En 1984, Orwell describe un mundo gris controlado por el Gran Hermano, líder de una de las potencias que se mantienen enfrentadas entre sí en una guerra permanente. La sociedad está sometida a una vigilancia constante, la verdad oficial se revisa en función de los intereses del Estado bajo la idea de dominar la Historia para construir sobre ella el futuro. El lenguaje se ha reconstruido para transmitir el mensaje del partido y privar a los ciudadanos de un instrumento útil para la interpretación de la realidad. De hecho, el nombre se convierte en el objeto dejando a este sin identidad. La realidad se convierte en irrelevante; lo importante es el mensaje, la percepción, la narrativa.

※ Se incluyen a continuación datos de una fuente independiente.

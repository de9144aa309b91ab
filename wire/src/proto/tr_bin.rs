//! Protocol Tr-bin: the "T protocol" framing.
//!
//! Fixed 16-byte prefix — 2-byte magic, 1-byte version, 1-byte frame-type,
//! 4-byte total-length (BE), 4-byte header-length (BE), 4-byte meta-length
//! (BE), 2-byte reserved — followed by a schema-A-encoded header (carrying a
//! slash-combined `/service/method` string), schema-A-encoded meta (reusing
//! [`CommonMeta`]), then payload.

use bytes::{Bytes, BytesMut};

use crate::buffer::{read_u32_be, FrameWriter};
use crate::frame::{Frame, FrameCodec, ParseOutcome, ProtocolError};
use crate::proto::meta::{self, CommonMeta};

const MAGIC: &[u8; 2] = b"TR";
const VERSION: u8 = 1;
// The field list sums to 2+1+1+4+4+4+2 = 18 bytes despite the "16-byte
// prefix" name this protocol keeps historically; 18 bytes is what's actually
// consumed (see DESIGN.md).
const PREFIX_LEN: usize = 18;

/// Tr-bin's header+meta pair: the combined method path plus the shared
/// schema-A meta record.
#[derive(Debug, Clone, PartialEq, Eq)]
pub struct TrBinMeta {
    pub frame_type: u8,
    pub common: CommonMeta,
}

impl TrBinMeta {
    #[must_use]
    pub fn new(frame_type: u8, common: CommonMeta) -> Self {
        Self { frame_type, common }
    }

    /// The `/service/method` path carried in the header section.
    #[must_use]
    fn combined_method(&self) -> String {
        format!("/{}/{}", self.common.service, self.common.method)
    }
}

/// Splits a header's combined `/service/method` path back into its parts,
/// trimming the leading slash.
fn split_combined_method(path: &str) -> (String, String) {
    let trimmed = path.strip_prefix('/').unwrap_or(path);
    match trimmed.split_once('/') {
        Some((service, method)) => (service.to_owned(), method.to_owned()),
        None => (trimmed.to_owned(), String::new()),
    }
}

/// Zero-sized handle for the Tr-bin framer/parser pair.
#[derive(Debug, Clone, Copy, Default)]
pub struct TrBin;

impl FrameCodec for TrBin {
    type Meta = TrBinMeta;

    fn encode(meta: &TrBinMeta, payload: &[u8]) -> Bytes {
        let mut header_writer = FrameWriter::default();
        let combined = meta.combined_method();
        header_writer.write_varint(combined.len() as u64);
        header_writer.write_bytes(combined.as_bytes());
        let header_bytes = header_writer.into_bytes();

        let meta_bytes = meta.common.encode();

        let total_len = header_bytes.len() + meta_bytes.len() + payload.len();

        let mut writer = FrameWriter::with_capacity(PREFIX_LEN + total_len);
        writer.write_bytes(MAGIC);
        writer.write_u8(VERSION);
        writer.write_u8(meta.frame_type);
        writer.write_u32_be(total_len as u32);
        writer.write_u32_be(header_bytes.len() as u32);
        writer.write_u32_be(meta_bytes.len() as u32);
        writer.write_u16_be(0); // reserved
        writer.write_bytes(&header_bytes);
        writer.write_bytes(&meta_bytes);
        writer.write_bytes(payload);
        writer.into_bytes().freeze()
    }

    fn decode(buf: &mut BytesMut, ceiling: usize) -> ParseOutcome<TrBinMeta> {
        if buf.len() < PREFIX_LEN {
            return ParseOutcome::NeedMoreBytes {
                needed: PREFIX_LEN - buf.len(),
            };
        }

        if &buf[0..2] != MAGIC {
            return ParseOutcome::Error(ProtocolError::bad_magic("Tr-bin magic mismatch"));
        }
        if buf[2] != VERSION {
            return ParseOutcome::Error(ProtocolError::bad_magic("Tr-bin version mismatch"));
        }
        let frame_type = buf[3];

        let total_len = read_u32_be(&buf[4..8]) as usize;
        let header_len = read_u32_be(&buf[8..12]) as usize;
        let meta_len = read_u32_be(&buf[12..16]) as usize;
        // buf[16..18] is the reserved field; nothing to validate.

        if total_len > ceiling || header_len > ceiling || meta_len > ceiling {
            return ParseOutcome::Error(ProtocolError::oversized(
                total_len.max(header_len).max(meta_len),
                ceiling,
            ));
        }
        if header_len + meta_len > total_len {
            return ParseOutcome::Error(ProtocolError::malformed(
                "Tr-bin header+meta length exceeds total length",
            ));
        }

        let frame_len = PREFIX_LEN + total_len;
        if buf.len() < frame_len {
            return ParseOutcome::NeedMoreBytes {
                needed: frame_len - buf.len(),
            };
        }

        meta::advance(buf, PREFIX_LEN);
        let header_bytes = meta::split_bytes(buf, header_len);
        let meta_bytes = meta::split_bytes(buf, meta_len);
        let payload_len = total_len - header_len - meta_len;
        let payload = meta::split_bytes(buf, payload_len);

        let combined = match decode_header(&header_bytes) {
            Ok(path) => path,
            Err(err) => return ParseOutcome::Error(err),
        };
        let (service, method) = split_combined_method(&combined);

        let mut common = match CommonMeta::decode(&meta_bytes) {
            Ok(decoded) => decoded,
            Err(err) => return ParseOutcome::Error(err),
        };
        common.service = service;
        common.method = method;

        ParseOutcome::Frame(Frame::new(TrBinMeta::new(frame_type, common), payload))
    }
}

fn decode_header(input: &[u8]) -> Result<String, ProtocolError> {
    let (len, consumed) = crate::buffer::decode_varint(input)
        .ok_or_else(|| ProtocolError::meta_error("truncated Tr-bin header length"))?;
    let len = len as usize;
    let rest = &input[consumed..];
    if rest.len() != len {
        return Err(ProtocolError::meta_error("Tr-bin header length mismatch"));
    }
    String::from_utf8(rest.to_vec()).map_err(|_| ProtocolError::meta_error("Tr-bin header is not valid UTF-8"))
}

#[cfg(test)]
mod tests {
    use bytes::{Bytes, BytesMut};

    use super::{TrBin, TrBinMeta};
    use crate::frame::{FrameCodec, ParseOutcome, DEFAULT_FRAME_CEILING};
    use crate::proto::meta::CommonMeta;

    #[test]
    fn round_trips_and_recovers_service_and_method_from_header() {
        let common = CommonMeta::request(5, "Echo", "Ping");
        let meta = TrBinMeta::new(0, common);
        let payload = b"payload-bytes";
        let encoded = TrBin::encode(&meta, payload);

        let mut buf = BytesMut::from(&encoded[..]);
        match TrBin::decode(&mut buf, DEFAULT_FRAME_CEILING) {
            ParseOutcome::Frame(frame) => {
                assert_eq!(frame.meta.common.service, "Echo");
                assert_eq!(frame.meta.common.method, "Ping");
                assert_eq!(frame.payload, Bytes::from_static(payload));
            }
            other => panic!("expected a complete frame, got {other:?}"),
        }
    }

    #[test]
    fn reports_need_more_bytes_before_prefix_complete() {
        let mut buf = BytesMut::from(&b"TR\x01\x00"[..]);
        match TrBin::decode(&mut buf, DEFAULT_FRAME_CEILING) {
            ParseOutcome::NeedMoreBytes { needed } => assert_eq!(needed, 14),
            other => panic!("expected NeedMoreBytes, got {other:?}"),
        }
    }

    #[test]
    fn rejects_bad_magic() {
        let mut buf = BytesMut::from(&b"XX\x01\x00000000000000000000"[..]);
        match TrBin::decode(&mut buf, DEFAULT_FRAME_CEILING) {
            ParseOutcome::Error(err) => {
                assert_eq!(err.kind, crate::frame::ProtocolErrorKind::BadMagic);
            }
            other => panic!("expected an error, got {other:?}"),
        }
    }
}
//! Payload serializers: encode/decode a typed message to/from bytes, tagged
//! by [`polyrpc_types::DataType`].
//!
//! Two binary variants are supported (`schema-A-binary`, `schema-B-binary`)
//! corresponding to the two schema languages' native wire formats. Since
//! code generation from schema files is out of scope, this crate cannot
//! emit either schema's *real* field
//! encoding (protobuf tag/wiretype assignment, or Thrift's own binary struct
//! grammar) — both require a compiled schema this framework never has. The
//! resolution recorded in `DESIGN.md`: both tags share one hand-rolled
//! compact binary codec ([`compact`]), positional rather than tag-keyed,
//! which is the same simplification a schema-less transport takes in
//! practice (bincode/postcard-style). `text-json` is the one variant with a
//! real, complete implementation ([`json`]), since JSON needs no schema
//! compiler to be self-describing.

pub mod compact;
pub mod json;

use bytes::Bytes;
use error_stack::Report;
use polyrpc_types::DataType;
use serde::de::DeserializeOwned;
use serde::Serialize;

use crate::error::SerializationError;

/// Encodes `value` using the serializer selected by `tag`.
///
/// # Errors
///
/// Returns [`SerializationError::Encode`] if the underlying codec fails.
pub fn encode<T: Serialize>(tag: DataType, value: &T) -> Result<Bytes, Report<SerializationError>> {
    match tag {
        DataType::SchemaABinary | DataType::SchemaBBinary => compact::to_bytes(value),
        DataType::TextJson => json::to_bytes(value),
    }
}

/// Decodes a `T` using the serializer selected by `tag`.
///
/// # Errors
///
/// Returns [`SerializationError::Decode`] if the underlying codec fails.
pub fn decode<T: DeserializeOwned>(tag: DataType, bytes: &[u8]) -> Result<T, Report<SerializationError>> {
    match tag {
        DataType::SchemaABinary | DataType::SchemaBBinary => compact::from_slice(bytes),
        DataType::TextJson => json::from_slice(bytes),
    }
}
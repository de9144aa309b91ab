//! Zlib (deflate, RFC 1950) compression (tag 3) via `flate2`.

use std::io::{Read, Write};

use bytes::Bytes;
use error_stack::{Report, ResultExt};
use flate2::read::ZlibDecoder;
use flate2::write::ZlibEncoder;
use flate2::Compression;

use super::Compressor;
use crate::error::CompressionError;

const CODEC: &str = "zlib";

pub(super) struct Zlib;

impl Compressor for Zlib {
    fn compress(&self, src: &[u8]) -> Result<Bytes, Report<CompressionError>> {
        let mut encoder = ZlibEncoder::new(Vec::with_capacity(src.len() / 2), Compression::default());
        encoder
            .write_all(src)
            .change_context(CompressionError::Compress { codec: CODEC })?;
        let bytes = encoder
            .finish()
            .change_context(CompressionError::Compress { codec: CODEC })?;
        Ok(Bytes::from(bytes))
    }

    fn decompress(&self, src: &[u8], hint_size: usize) -> Result<Bytes, Report<CompressionError>> {
        let mut decoder = ZlibDecoder::new(src);
        let mut out = Vec::with_capacity(hint_size);
        decoder
            .read_to_end(&mut out)
            .change_context(CompressionError::Decompress { codec: CODEC })?;
        Ok(Bytes::from(out))
    }
}
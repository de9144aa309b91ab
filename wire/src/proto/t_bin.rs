//! Protocol T-bin: Thrift-framed binary protocol.
//!
//! A 4-byte big-endian frame length, followed by a Thrift `TBinaryProtocol`
//! message envelope (strict form: a version-tagged `i32`, the method name, and
//! the seqid) and then the struct body. This crate only understands the
//! envelope — the struct body is opaque payload handed untouched to
//! `polyrpc-codec`'s schema-B-binary serializer without being copied again.

use bytes::{Bytes, BytesMut};

use crate::buffer::{read_u32_be, FrameWriter};
use crate::frame::{Frame, FrameCodec, ParseOutcome, ProtocolError};
use crate::proto::meta;

/// Strict-encoding version tag Thrift's `TBinaryProtocol` ORs into the first
/// word of every message envelope.
const VERSION_1: i32 = 0x8001_0000;
const ENVELOPE_MIN_LEN: usize = 4 + 4 + 4; // version+type, name length, seqid
const FRAME_PREFIX_LEN: usize = 4;

/// The Thrift message kind, carried in the low byte of the envelope's version word.
#[derive(Debug, Clone, Copy, PartialEq, Eq, Hash)]
pub enum ThriftMessageType {
    Call,
    Reply,
    Exception,
    Oneway,
}

impl ThriftMessageType {
    #[must_use]
    pub fn as_i8(self) -> i8 {
        match self {
            Self::Call => 1,
            Self::Reply => 2,
            Self::Exception => 3,
            Self::Oneway => 4,
        }
    }

    #[must_use]
    pub fn from_i8(value: i8) -> Option<Self> {
        match value {
            1 => Some(Self::Call),
            2 => Some(Self::Reply),
            3 => Some(Self::Exception),
            4 => Some(Self::Oneway),
            _ => None,
        }
    }
}

/// The Thrift envelope this protocol parses: method identity and correlation,
/// with no separate compression/data-type/module-data slots — Thrift's classic
/// wire format has none, so the payload pipeline falls back to this protocol's
/// fixed default serializer (schema-B-binary) uncompressed.
#[derive(Debug, Clone, PartialEq, Eq)]
pub struct ThriftMeta {
    pub message_type: i8,
    pub method: String,
    /// Echoed verbatim in the reply; doubles as the correlation id on
    /// protocols without a dedicated field.
    pub seqid: i32,
}

impl ThriftMeta {
    #[must_use]
    pub fn call(method: impl Into<String>, seqid: i32) -> Self {
        Self {
            message_type: ThriftMessageType::Call.as_i8(),
            method: method.into(),
            seqid,
        }
    }

    #[must_use]
    pub fn reply(method: impl Into<String>, seqid: i32) -> Self {
        Self {
            message_type: ThriftMessageType::Reply.as_i8(),
            method: method.into(),
            seqid,
        }
    }

    #[must_use]
    pub fn exception(method: impl Into<String>, seqid: i32) -> Self {
        Self {
            message_type: ThriftMessageType::Exception.as_i8(),
            method: method.into(),
            seqid,
        }
    }
}

/// Zero-sized handle for the T-bin framer/parser pair.
#[derive(Debug, Clone, Copy, Default)]
pub struct TBin;

impl FrameCodec for TBin {
    type Meta = ThriftMeta;

    fn encode(meta: &ThriftMeta, payload: &[u8]) -> Bytes {
        let method_bytes = meta.method.as_bytes();
        let envelope_len = ENVELOPE_MIN_LEN + method_bytes.len();
        let body_len = envelope_len + payload.len();

        let mut writer = FrameWriter::with_capacity(FRAME_PREFIX_LEN + body_len);
        writer.write_u32_be(body_len as u32);
        writer.write_u32_be(VERSION_1 as u32 | u32::from(meta.message_type as u8));
        writer.write_u32_be(method_bytes.len() as u32);
        writer.write_bytes(method_bytes);
        writer.write_u32_be(meta.seqid as u32);
        writer.write_bytes(payload);
        writer.into_bytes().freeze()
    }

    fn decode(buf: &mut BytesMut, ceiling: usize) -> ParseOutcome<ThriftMeta> {
        if buf.len() < FRAME_PREFIX_LEN {
            return ParseOutcome::NeedMoreBytes {
                needed: FRAME_PREFIX_LEN - buf.len(),
            };
        }

        let body_len = read_u32_be(&buf[0..4]) as usize;
        if body_len > ceiling {
            return ParseOutcome::Error(ProtocolError::oversized(body_len, ceiling));
        }

        let total = FRAME_PREFIX_LEN + body_len;
        if buf.len() < total {
            return ParseOutcome::NeedMoreBytes {
                needed: total - buf.len(),
            };
        }

        if body_len < ENVELOPE_MIN_LEN {
            return ParseOutcome::Error(ProtocolError::malformed(
                "Thrift envelope shorter than the minimum version+name+seqid header",
            ));
        }

        let version_word = read_u32_be(&buf[4..8]) as i32;
        if version_word & (0xFFFFu32 as i32) << 16 != VERSION_1 {
            return ParseOutcome::Error(ProtocolError::bad_magic(
                "Thrift strict-encoding version tag mismatch",
            ));
        }
        let message_type = (version_word & 0xFF) as i8;
        if ThriftMessageType::from_i8(message_type).is_none() {
            return ParseOutcome::Error(ProtocolError::malformed(format!(
                "unknown Thrift message type {message_type}"
            )));
        }

        let name_len = read_u32_be(&buf[8..12]) as usize;
        if ENVELOPE_MIN_LEN + name_len > body_len {
            return ParseOutcome::Error(ProtocolError::malformed(
                "Thrift method name length overruns the frame",
            ));
        }

        let name_start = FRAME_PREFIX_LEN + 8;
        let name_bytes = &buf[name_start..name_start + name_len];
        let method = match core::str::from_utf8(name_bytes) {
            Ok(value) => value.to_owned(),
            Err(_) => {
                return ParseOutcome::Error(ProtocolError::malformed(
                    "Thrift method name is not valid UTF-8",
                ));
            }
        };

        let seqid_start = name_start + name_len;
        let seqid = read_u32_be(&buf[seqid_start..seqid_start + 4]) as i32;

        let struct_start = seqid_start + 4;
        let struct_len = FRAME_PREFIX_LEN + body_len - struct_start;

        meta::advance(buf, struct_start);
        let payload = meta::split_bytes(buf, struct_len);

        ParseOutcome::Frame(Frame::new(
            ThriftMeta {
                message_type,
                method,
                seqid,
            },
            payload,
        ))
    }
}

Mundo Orwell no trata de tecnología. Ni siquiera sobre su aplicación. Es, o quiere ser, una reflexión sobre las implicaciones de la tecnología. Sobre cómo esta afecta a nuestra forma de ser, a nuestra forma de vivir, a nuestra forma de relacionarnos. Quiere integrar conocimientos y disciplinas: psicología, sociología, política, economía… e incluso tecnología. Pero sin olvidar nunca que las personas son lo que más interesa.

Después de redactar una enciclopedia de casi nueve mil páginas, La historia completa de la civilización, los esposos Will y Ariel Durant resumieron su contenido en otra obra con tan solo cien, Las lecciones de la Historia. Finalmente, comprimieron todo ese conocimiento en una única frase: «La única revolución real está en la ilustración de la mente y en la mejora del carácter; la única emancipación real es individual, y los únicos revolucionarios reales son los filósofos y los santos».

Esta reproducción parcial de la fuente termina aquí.